Lui lavorava da custode dell’oratorio che gli aveva concesso il parroco di Baveno, un certo Don Alfredo – non chiedeteci perché – che gli aveva anche regalato la casa sopra al campo dell’oratorio.
Milioni di famiglie italiane senza casa e la Chiesa spa le regala agli africani.
Senza i traditori della Chiesa, Boris Gnonto forse non avrebbe ottenuto la cittadinanza o magari la avrebbe ottenuta più tardi. E come lui tante altre migliaia di invasori.

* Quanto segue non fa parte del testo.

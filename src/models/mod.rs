mod company;
mod stock_price;
mod cryptocurrency;
mod crypto_price;

pub use company::{Company, CompanyDetail, CompanyForm, NewCompany};
pub use stock_price::{NewStockPrice, StockPrice, StockPriceForm};
pub use cryptocurrency::{Cryptocurrency, CryptocurrencyDetail, CryptocurrencyForm, NewCryptocurrency};
pub use crypto_price::{CryptoPrice, CryptoPriceForm, NewCryptoPrice};

use crate::errors::AppError;

/// Unwraps a mandatory text field, rejecting absent and blank values.
pub(crate) fn required(value: Option<String>, field: &str) -> Result<String, AppError> {
    match value {
        Some(v) if !v.trim().is_empty() => Ok(v),
        _ => Err(AppError::Validation(format!("{} can't be blank", field))),
    }
}
use sqlx::{PgPool, Postgres, Transaction};
use crate::models::{CryptoPrice, NewCryptoPrice};

pub async fn fetch_all(pool: &PgPool) -> Result<Vec<CryptoPrice>, sqlx::Error> {
    sqlx::query_as::<_, CryptoPrice>(
        "SELECT id, price, cryptocurrency_id, captured_at, created_at, updated_at
         FROM crypto_prices
         ORDER BY id ASC")
        .fetch_all(pool)
        .await
}

pub async fn fetch_for_cryptocurrency(pool: &PgPool, cryptocurrency_id: i64)
-> Result<Vec<CryptoPrice>, sqlx::Error> {
    sqlx::query_as::<_, CryptoPrice>(
        "SELECT id, price, cryptocurrency_id, captured_at, created_at, updated_at
         FROM crypto_prices
         WHERE cryptocurrency_id = $1
         ORDER BY id ASC")
        .bind(cryptocurrency_id)
        .fetch_all(pool)
        .await
}

pub async fn fetch_one(pool: &PgPool, id: i64) -> Result<Option<CryptoPrice>, sqlx::Error> {
    sqlx::query_as::<_, CryptoPrice>(
        "SELECT id, price, cryptocurrency_id, captured_at, created_at, updated_at
         FROM crypto_prices
         WHERE id = $1")
        .bind(id)
        .fetch_optional(pool)
        .await
}

pub async fn lock_one(tx: &mut Transaction<'_, Postgres>, id: i64)
-> Result<Option<CryptoPrice>, sqlx::Error> {
    sqlx::query_as::<_, CryptoPrice>(
        "SELECT id, price, cryptocurrency_id, captured_at, created_at, updated_at
         FROM crypto_prices
         WHERE id = $1
         FOR UPDATE")
        .bind(id)
        .fetch_optional(&mut **tx)
        .await
}

pub async fn insert(pool: &PgPool, input: NewCryptoPrice) -> Result<CryptoPrice, sqlx::Error> {
    sqlx::query_as::<_, CryptoPrice>(
        "INSERT INTO crypto_prices (price, cryptocurrency_id, captured_at)
         VALUES ($1, $2, $3)
         RETURNING id, price, cryptocurrency_id, captured_at, created_at, updated_at")
        .bind(input.price)
        .bind(input.cryptocurrency_id)
        .bind(input.captured_at)
        .fetch_one(pool)
        .await
}

pub async fn update(tx: &mut Transaction<'_, Postgres>, id: i64, input: NewCryptoPrice)
-> Result<CryptoPrice, sqlx::Error> {
    sqlx::query_as::<_, CryptoPrice>(
        "UPDATE crypto_prices
         SET price = $2, cryptocurrency_id = $3, captured_at = $4, updated_at = NOW()
         WHERE id = $1
         RETURNING id, price, cryptocurrency_id, captured_at, created_at, updated_at")
        .bind(id)
        .bind(input.price)
        .bind(input.cryptocurrency_id)
        .bind(input.captured_at)
        .fetch_one(&mut **tx)
        .await
}

pub async fn delete(pool: &PgPool, id: i64) -> Result<u64, sqlx::Error> {
    let result = sqlx::query("DELETE FROM crypto_prices WHERE id = $1")
        .bind(id)
        .execute(pool)
        .await?;
    Ok(result.rows_affected())
}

E lo stesso sarebbe stato per Degnand, che senza la cittadinanza italiana del padre avrebbe dovuto aspettare di compiere i 18 anni che ha compiuto lo scorso 5 novembre per richiederla (e dimostrare poi di essere stato sempre residente in Italia in tutti e 18 gli anni della sua vita, senza interruzioni).
Se non fosse stato per le smanie di Don Alfredo al posto di Gnonto campo sabato a Bologna contro la Germania avrebbe esordito un italiano. Vero.
E migliaia di altri italiani, se non fosse per il tradimento di tanti altri preti, non dovrebbero mettersi in coda per una casa, un lavoro e un pezzo di pane.

Quando gli italiani non destineranno l’8×1000 alla chiesa cattolica , allora forse i preti ed i loro sodali ( non volevo dire sodomiti ) inizieranno a capire !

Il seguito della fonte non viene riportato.